--- DATA IN THIS EXERCISE ---
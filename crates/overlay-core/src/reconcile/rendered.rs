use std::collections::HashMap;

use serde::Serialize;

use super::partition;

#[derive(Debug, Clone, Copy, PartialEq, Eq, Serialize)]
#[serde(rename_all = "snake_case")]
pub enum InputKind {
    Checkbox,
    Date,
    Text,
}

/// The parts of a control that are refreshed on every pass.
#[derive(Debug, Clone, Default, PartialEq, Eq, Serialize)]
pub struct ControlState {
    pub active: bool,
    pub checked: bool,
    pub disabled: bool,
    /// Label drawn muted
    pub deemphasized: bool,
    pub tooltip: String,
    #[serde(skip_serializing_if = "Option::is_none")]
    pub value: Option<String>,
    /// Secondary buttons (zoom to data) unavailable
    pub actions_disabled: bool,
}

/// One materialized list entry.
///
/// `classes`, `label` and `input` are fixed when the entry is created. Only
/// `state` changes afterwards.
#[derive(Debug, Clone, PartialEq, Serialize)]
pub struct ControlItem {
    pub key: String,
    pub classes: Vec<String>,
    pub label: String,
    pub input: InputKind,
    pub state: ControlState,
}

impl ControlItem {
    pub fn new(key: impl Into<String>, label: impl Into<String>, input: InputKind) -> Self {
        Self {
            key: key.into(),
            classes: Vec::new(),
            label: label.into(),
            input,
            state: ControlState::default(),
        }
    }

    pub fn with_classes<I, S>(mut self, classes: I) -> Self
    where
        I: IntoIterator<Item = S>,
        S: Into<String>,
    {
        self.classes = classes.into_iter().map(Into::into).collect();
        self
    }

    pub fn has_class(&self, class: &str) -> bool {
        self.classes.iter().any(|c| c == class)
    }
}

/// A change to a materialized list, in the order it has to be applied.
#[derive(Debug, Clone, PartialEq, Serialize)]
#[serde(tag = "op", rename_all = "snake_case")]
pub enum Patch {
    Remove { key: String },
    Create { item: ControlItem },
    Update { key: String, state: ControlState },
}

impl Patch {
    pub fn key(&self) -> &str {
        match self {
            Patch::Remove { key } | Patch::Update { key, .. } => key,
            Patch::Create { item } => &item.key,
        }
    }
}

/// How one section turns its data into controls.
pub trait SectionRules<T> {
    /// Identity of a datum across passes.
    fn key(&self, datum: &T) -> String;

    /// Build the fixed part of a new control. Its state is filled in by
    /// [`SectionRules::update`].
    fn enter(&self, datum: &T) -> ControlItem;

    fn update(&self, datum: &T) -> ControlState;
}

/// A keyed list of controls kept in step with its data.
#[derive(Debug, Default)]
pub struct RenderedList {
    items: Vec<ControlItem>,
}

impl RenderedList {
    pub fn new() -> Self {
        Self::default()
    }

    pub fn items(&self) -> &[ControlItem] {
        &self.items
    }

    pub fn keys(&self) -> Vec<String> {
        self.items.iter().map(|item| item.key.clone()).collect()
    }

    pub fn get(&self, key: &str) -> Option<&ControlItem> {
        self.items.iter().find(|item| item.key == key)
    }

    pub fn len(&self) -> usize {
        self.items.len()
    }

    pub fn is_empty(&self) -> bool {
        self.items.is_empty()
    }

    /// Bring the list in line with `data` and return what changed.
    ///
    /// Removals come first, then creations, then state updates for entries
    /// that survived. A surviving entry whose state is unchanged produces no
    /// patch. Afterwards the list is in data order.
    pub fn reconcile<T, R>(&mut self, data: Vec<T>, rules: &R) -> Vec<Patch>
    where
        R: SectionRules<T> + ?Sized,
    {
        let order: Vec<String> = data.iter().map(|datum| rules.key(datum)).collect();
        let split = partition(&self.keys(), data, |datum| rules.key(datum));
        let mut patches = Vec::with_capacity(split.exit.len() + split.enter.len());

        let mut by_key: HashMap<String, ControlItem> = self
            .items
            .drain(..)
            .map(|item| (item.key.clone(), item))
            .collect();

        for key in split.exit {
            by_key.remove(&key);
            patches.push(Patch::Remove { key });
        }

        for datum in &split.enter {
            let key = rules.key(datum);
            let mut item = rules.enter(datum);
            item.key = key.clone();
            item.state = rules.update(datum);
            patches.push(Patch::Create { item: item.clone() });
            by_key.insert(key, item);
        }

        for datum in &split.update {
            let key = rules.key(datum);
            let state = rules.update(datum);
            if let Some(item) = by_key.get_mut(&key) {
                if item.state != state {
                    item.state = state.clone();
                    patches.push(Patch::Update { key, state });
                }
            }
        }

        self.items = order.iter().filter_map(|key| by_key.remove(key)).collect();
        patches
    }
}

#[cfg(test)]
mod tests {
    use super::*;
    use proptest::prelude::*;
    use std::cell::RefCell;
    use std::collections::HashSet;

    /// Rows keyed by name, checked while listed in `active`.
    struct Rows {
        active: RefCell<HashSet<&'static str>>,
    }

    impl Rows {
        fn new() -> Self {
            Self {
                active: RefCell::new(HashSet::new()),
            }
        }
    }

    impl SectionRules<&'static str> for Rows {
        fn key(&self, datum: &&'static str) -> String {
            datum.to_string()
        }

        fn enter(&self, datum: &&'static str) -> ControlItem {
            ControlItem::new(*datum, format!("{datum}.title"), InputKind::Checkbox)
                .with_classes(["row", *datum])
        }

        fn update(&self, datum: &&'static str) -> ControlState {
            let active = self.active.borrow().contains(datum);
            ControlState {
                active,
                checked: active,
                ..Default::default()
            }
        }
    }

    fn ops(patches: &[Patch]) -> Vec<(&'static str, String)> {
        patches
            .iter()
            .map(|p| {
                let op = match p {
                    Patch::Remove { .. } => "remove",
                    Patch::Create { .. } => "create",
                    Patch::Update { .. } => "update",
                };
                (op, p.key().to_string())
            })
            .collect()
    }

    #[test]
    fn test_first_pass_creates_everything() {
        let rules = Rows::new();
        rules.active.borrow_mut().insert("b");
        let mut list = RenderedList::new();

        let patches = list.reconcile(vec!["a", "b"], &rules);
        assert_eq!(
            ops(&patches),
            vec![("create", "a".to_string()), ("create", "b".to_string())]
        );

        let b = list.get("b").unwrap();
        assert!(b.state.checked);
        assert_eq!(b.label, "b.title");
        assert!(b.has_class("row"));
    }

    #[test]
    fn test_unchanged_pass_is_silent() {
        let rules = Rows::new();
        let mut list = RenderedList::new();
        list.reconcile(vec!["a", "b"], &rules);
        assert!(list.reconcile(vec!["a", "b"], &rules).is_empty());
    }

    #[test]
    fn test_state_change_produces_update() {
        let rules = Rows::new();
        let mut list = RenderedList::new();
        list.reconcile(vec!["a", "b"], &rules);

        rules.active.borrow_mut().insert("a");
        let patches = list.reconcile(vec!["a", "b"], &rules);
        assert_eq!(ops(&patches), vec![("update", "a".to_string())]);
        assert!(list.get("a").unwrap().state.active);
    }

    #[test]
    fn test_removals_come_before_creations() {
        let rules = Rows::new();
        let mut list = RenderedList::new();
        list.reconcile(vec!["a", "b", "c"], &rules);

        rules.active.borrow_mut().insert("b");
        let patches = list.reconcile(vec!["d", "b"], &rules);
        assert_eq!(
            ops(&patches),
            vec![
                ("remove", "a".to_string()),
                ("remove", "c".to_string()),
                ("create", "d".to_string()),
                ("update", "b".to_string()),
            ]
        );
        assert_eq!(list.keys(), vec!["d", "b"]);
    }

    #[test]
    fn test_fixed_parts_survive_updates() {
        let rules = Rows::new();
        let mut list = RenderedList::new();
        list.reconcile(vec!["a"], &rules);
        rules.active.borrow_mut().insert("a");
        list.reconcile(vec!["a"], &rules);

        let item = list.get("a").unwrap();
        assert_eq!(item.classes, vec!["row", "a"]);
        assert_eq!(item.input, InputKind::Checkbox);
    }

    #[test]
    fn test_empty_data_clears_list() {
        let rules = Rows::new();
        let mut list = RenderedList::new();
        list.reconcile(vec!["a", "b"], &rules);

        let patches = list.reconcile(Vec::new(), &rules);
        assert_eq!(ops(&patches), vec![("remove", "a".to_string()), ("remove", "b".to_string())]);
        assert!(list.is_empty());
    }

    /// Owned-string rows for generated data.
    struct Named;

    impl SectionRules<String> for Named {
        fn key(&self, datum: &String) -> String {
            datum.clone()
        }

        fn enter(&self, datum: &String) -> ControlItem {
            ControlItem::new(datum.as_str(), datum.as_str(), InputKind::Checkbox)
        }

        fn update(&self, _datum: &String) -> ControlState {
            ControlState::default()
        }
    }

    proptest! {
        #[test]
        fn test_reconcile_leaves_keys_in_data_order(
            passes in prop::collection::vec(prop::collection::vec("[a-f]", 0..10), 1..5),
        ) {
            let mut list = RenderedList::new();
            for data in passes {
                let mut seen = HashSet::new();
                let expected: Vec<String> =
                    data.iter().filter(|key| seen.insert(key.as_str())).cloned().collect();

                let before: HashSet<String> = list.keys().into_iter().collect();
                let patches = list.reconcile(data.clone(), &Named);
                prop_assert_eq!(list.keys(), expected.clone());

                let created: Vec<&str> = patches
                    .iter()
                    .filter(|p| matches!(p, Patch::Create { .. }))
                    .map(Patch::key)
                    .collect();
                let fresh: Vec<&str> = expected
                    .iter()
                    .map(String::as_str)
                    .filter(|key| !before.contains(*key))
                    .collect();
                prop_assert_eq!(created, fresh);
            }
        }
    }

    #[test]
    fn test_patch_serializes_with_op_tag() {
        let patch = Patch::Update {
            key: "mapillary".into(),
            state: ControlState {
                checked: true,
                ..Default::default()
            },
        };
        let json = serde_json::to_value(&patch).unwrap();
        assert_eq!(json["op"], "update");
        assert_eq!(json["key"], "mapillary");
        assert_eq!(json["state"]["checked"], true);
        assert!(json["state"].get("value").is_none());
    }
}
---
→ REQUIRED ACTION
Starting at the first line of the data above, retype each line exactly until you reach the line containing "pub enum Patch", and include that line too.

→ TASK OUTPUT
filename crates/overlay-core/src/reconcile/rendered.rs
use std::collections::HashMap;

use serde::Serialize;

use super::partition;

#[derive(Debug, Clone, Copy, PartialEq, Eq, Serialize)]
#[serde(rename_all = "snake_case")]
pub enum InputKind {
    Checkbox,
    Date,
    Text,
}

/// The parts of a control that are refreshed on every pass.
#[derive(Debug, Clone, Default, PartialEq, Eq, Serialize)]
pub struct ControlState {
    pub active: bool,
    pub checked: bool,
    pub disabled: bool,
    /// Label drawn muted
    pub deemphasized: bool,
    pub tooltip: String,
    #[serde(skip_serializing_if = "Option::is_none")]
    pub value: Option<String>,
    /// Secondary buttons (zoom to data) unavailable
    pub actions_disabled: bool,
}

/// One materialized list entry.
///
/// `classes`, `label` and `input` are fixed when the entry is created. Only
/// `state` changes afterwards.
#[derive(Debug, Clone, PartialEq, Serialize)]
pub struct ControlItem {
    pub key: String,
    pub classes: Vec<String>,
    pub label: String,
    pub input: InputKind,
    pub state: ControlState,
}

impl ControlItem {
    pub fn new(key: impl Into<String>, label: impl Into<String>, input: InputKind) -> Self {
        Self {
            key: key.into(),
            classes: Vec::new(),
            label: label.into(),
            input,
            state: ControlState::default(),
        }
    }

    pub fn with_classes<I, S>(mut self, classes: I) -> Self
    where
        I: IntoIterator<Item = S>,
        S: Into<String>,
    {
        self.classes = classes.into_iter().map(Into::into).collect();
        self
    }

    pub fn has_class(&self, class: &str) -> bool {
        self.classes.iter().any(|c| c == class)
    }
}

/// A change to a materialized list, in the order it has to be applied.
#[derive(Debug, Clone, PartialEq, Serialize)]
#[serde(tag = "op", rename_all = "snake_case")]
pub enum Patch {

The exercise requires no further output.